Sebuah Kepercayaan
Maisara mengharapkan kesembuhan Harlan bukan karena mengharapkan hartanya, tetapi ia ingin membalas sakit hatinya pada Roni dan Nella. Mereka tidak mungkin meremehkan kalau ia menjadi nyonya Mahespati Prawira! Meskipun begitu, tidak salah kalau ia menjadi kaya.
Maisara ingin menepis perkiraan mereka yang menganggap Harlan akan mati dan dirinya akan dihempaskan tanpa mendapatkan warisan.
Hari sudah gelap ketika perawat meninggalkan kamar, Hara masuk setelah itu, sambil membawa nampan berisi makanan dan mempersilahkan Maisara untuk makan malam.
Gadis itu menikmati makanannya seorang diri sementara Hara hanya menemaninya sambil berdiri. Maisarah mengajaknya makan, tapi wanita itu menolaknya karena kebiasaan rumah yang tidak bisa dilanggarnya.
Walaupun sang Tuan rumah dalam keadaan tidak berdaya, Hara tetap mempertahankan tradisi karena ia seorang yang berdedikasi dan berkomitmen tinggi. Sekian lama berada di kediaman pribadi Harlan, bukan berarti ia berhak melakukan semuanya sekehendak hati.

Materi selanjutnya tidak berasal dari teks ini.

//! In-memory probe status surfacer.
//!
//! Probe results arrive as [`EventMetrics`]. A single actor
//! ([`ProbeStatus`]) folds them into one bucketed counter series per
//! (probe, target) and serves an HTML dashboard of success ratios over a
//! ladder of trailing windows. Readers go through [`ProbeStatusHandle`];
//! nothing else touches the store.

pub mod cache;
pub mod cli;
pub mod config;
pub mod dashboard;
pub mod error;
pub mod event;
pub mod ingest;
pub mod registry;
pub mod server;
pub mod surfacer;
pub mod sysvars;
pub mod timeseries;

pub use config::SurfacerConfig;
pub use dashboard::{HtmlRenderer, Renderer};
pub use error::StatusError;
pub use event::{EventMetrics, MetricValue};
pub use surfacer::{ProbeStatus, ProbeStatusHandle, SurfacerStats};
pub use timeseries::{Datum, Timeseries};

Sungguh mendapatkan kepercayaan dari seseorang yang mulia dan mempunyai kedudukan tinggi dalam strata sosial masyarakat, tidaklah mudah. Hara tidak mungkin menyia-nyiakan kesempatan begitu saja. Berada di antara keluarga Mahespati, merupakan kehormatan baginya.
“Bibi, sebenarnya aku besok ada pertemuan di kampus, tapi Ibu memintaku ke rumah sakit.” Maisara mengeluh pada Hara, karena hanya wanita itu yang kini dekat dengannya.

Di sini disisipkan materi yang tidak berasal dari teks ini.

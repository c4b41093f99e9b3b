mod pd;
mod alg;
mod group;
mod graph;

pub use pd::*;
pub use alg::*;
pub use group::*;
pub use graph::*;

pub mod seifert;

“Lalu, saya harus bagaimana, Nyonya?”
Mendengar pertanyaan Hara, Maisara menyadari jika ia pun tak tahu apa yang harus ia lakukan esok hari. Apakah ia harus mengingkari acara kampus atau tidak menuruti keinginan ibu mertua. Salahnya tidak bertanya, Wendi pun tidak memberitahu akan pergi jam berapa.

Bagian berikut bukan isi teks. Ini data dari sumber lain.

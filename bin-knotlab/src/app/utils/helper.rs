use log::info;
use knotlab_link::{KnotGraph, Pd};
use crate::app::err::*;

pub fn measure<F, Res>(proc: F) -> (Res, std::time::Duration)
where F: FnOnce() -> Res {
    let start = std::time::Instant::now();
    let res = proc();
    let time = start.elapsed();
    (res, time)
}

pub fn guard_panic<F, R>(f: F) -> Result<R, Box<dyn std::error::Error>>
where F: FnOnce() -> Result<R, Box<dyn std::error::Error>> + std::panic::UnwindSafe {
    std::panic::catch_unwind(|| {
        f()
    }).unwrap_or_else(|e| {
        let info = match e.downcast::<String>() {
            Ok(v) => *v,
            Err(e) => match e.downcast::<&str>() {
                Ok(v) => v.to_string(),
                _ => "Unknown Source of Error".to_owned()
            }
        };
        err!("panic: {info}")
    })
}

/// Reads a diagram given as `PD[...]` notation, a JSON array,
/// or a path to a JSON file. Unoriented crossings are oriented
/// along the components.
pub fn load_pd(input: &str, mirror: bool) -> Result<Pd, Box<dyn std::error::Error>> {
    let pd = {
        if let Ok(pd) = input.parse::<Pd>() {
            pd
        } else if let Ok(pd) = Pd::from_json(input) {
            pd
        } else if let Ok(pd) = Pd::load(input) {
            pd
        } else {
            return err!("invalid input diagram: '{}'", input);
        }
    };

    let pd = if pd.is_oriented() {
        pd
    } else {
        info!("orient {} crossings.", pd.crossing_num());
        KnotGraph::from_pd(&pd).get_pd(true)
    };

    if mirror {
        Ok(pd.mirror())
    } else {
        Ok(pd)
    }
}

#[cfg(test)]
mod tests {
    use super::*;

    #[test]
    fn load_notation() {
        let pd = load_pd("PD[Xp[1,3,6,4], Xp[3,5,2,6], Xp[5,1,4,2]]", false).unwrap();
        assert_eq!(pd, Pd::trefoil());

        let pd = load_pd("PD[Xp[1,3,6,4], Xp[3,5,2,6], Xp[5,1,4,2]]", true).unwrap();
        assert_eq!(pd.writhe(), -3);
    }

    #[test]
    fn load_json() {
        let pd = load_pd("[[1,4,2,5],[3,6,4,1],[5,2,6,3]]", false).unwrap();
        assert!(pd.is_oriented());
        assert_eq!(pd.crossing_num(), 3);
        assert_eq!(pd.writhe().abs(), 3);
    }

    #[test]
    fn load_invalid() {
        assert!(load_pd("not a diagram", false).is_err());
    }

    #[test]
    fn panic_guarded() {
        let res: Result<(), _> = guard_panic(|| panic!("bad diagram"));
        assert_eq!(res.unwrap_err().to_string(), "panic: bad diagram");
    }
}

Pergi ke rumah sakit pun untuk apa?
Wendi memberinya sebuah teka-teki dan pertanyaan seputar kesehatannya.
Maisara merasa tubuhnya sehat, jarang sekali ia sakit, walau ia biasa sibuk dengan urusan kampus. Semasa kuliah hingga sekarang, ia dikenal sebagai mahasiswi yang aktif dan energik.
Setelah lulus, ia berniat akan bekerja di pusat grosir bahan bangunan milik ayahnya. Pekerjaan itu dirasa sangat cocok karena ia seorang sarjana perancang, dan menginginkan pusat perdagangan yang didirikan ayahnya itu lebih maju.
Dahulu, ayah dan ibunya mengelola toko kecil yang menjual aneka material bangunan di lokasi strategis. Lambat laun usaha itu pun semakin besar hingga mereka memiliki banyak pekerja.
Para pekerja sebanyak itu bukan hanya sebagai pelayan toko, tapi mendukung Hansan Foundation sebagai perusahaan yang melayani renovasi dan pembangunan. Banyak sekali yang harus dibangun, rumah, apartemen, vila dan sekolah-sekolah, baik kecil maupun besar. Mereka pun menerima permintaan rancangan gedung, serta penyelesaiannya.
Atas idenya sang ayah menjadi pendiri perusahaan Hansan Foundation itu. Ayahnya sebagai penyedia bahan baku bangunan, kemudian merekrut para pekerja dan perancang. Setelah itu mereka pun, bekerja sama dengan berbagai pihak hingga menarik proyek-proyek kecil maupun besar.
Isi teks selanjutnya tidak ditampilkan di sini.